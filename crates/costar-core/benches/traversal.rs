use std::hint::black_box;
use std::sync::Arc;

use costar_core::model::{Media, MediaKind, Person};
use costar_core::path::PathfindingEngine;
use costar_core::store::GraphStore;
use criterion::{Criterion, criterion_group, criterion_main};

/// A ring of people where each movie links two consecutive people, plus a
/// few shortcut movies so the BFS has real branching.
fn ring(people: usize) -> Arc<GraphStore> {
    let store = GraphStore::new();
    for i in 0..people {
        store
            .add_person(Person::new(format!("p{i}"), format!("Person {i}")))
            .expect("add person");
        store
            .add_media(Media::new(format!("m{i}"), format!("Movie {i}"), MediaKind::Movie))
            .expect("add media");
    }
    for i in 0..people {
        let next = (i + 1) % people;
        store
            .add_connection(&format!("p{i}"), &format!("m{i}"), "Actor")
            .expect("connect");
        store
            .add_connection(&format!("p{next}"), &format!("m{i}"), "Actor")
            .expect("connect");
        if i % 17 == 0 {
            let far = (i * 7 + 3) % people;
            store
                .add_connection(&format!("p{far}"), &format!("m{i}"), "Cameo")
                .expect("connect");
        }
    }
    Arc::new(store)
}

fn bench_traversal(c: &mut Criterion) {
    let engine = PathfindingEngine::new(ring(5_000));

    c.bench_function("shortest_path_ring_5k", |b| {
        b.iter(|| black_box(engine.shortest_path("p0", "p2500", 6)));
    });

    c.bench_function("neighbors_degree3_ring_5k", |b| {
        b.iter(|| black_box(engine.neighbors("p0", 3, 1_000)));
    });
}

criterion_group!(benches, bench_traversal);
criterion_main!(benches);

::::::::

WHAT TO DO: When a line of the material holds "expect", count it once, and then give the final number alone.

ANSWER SECTION: 5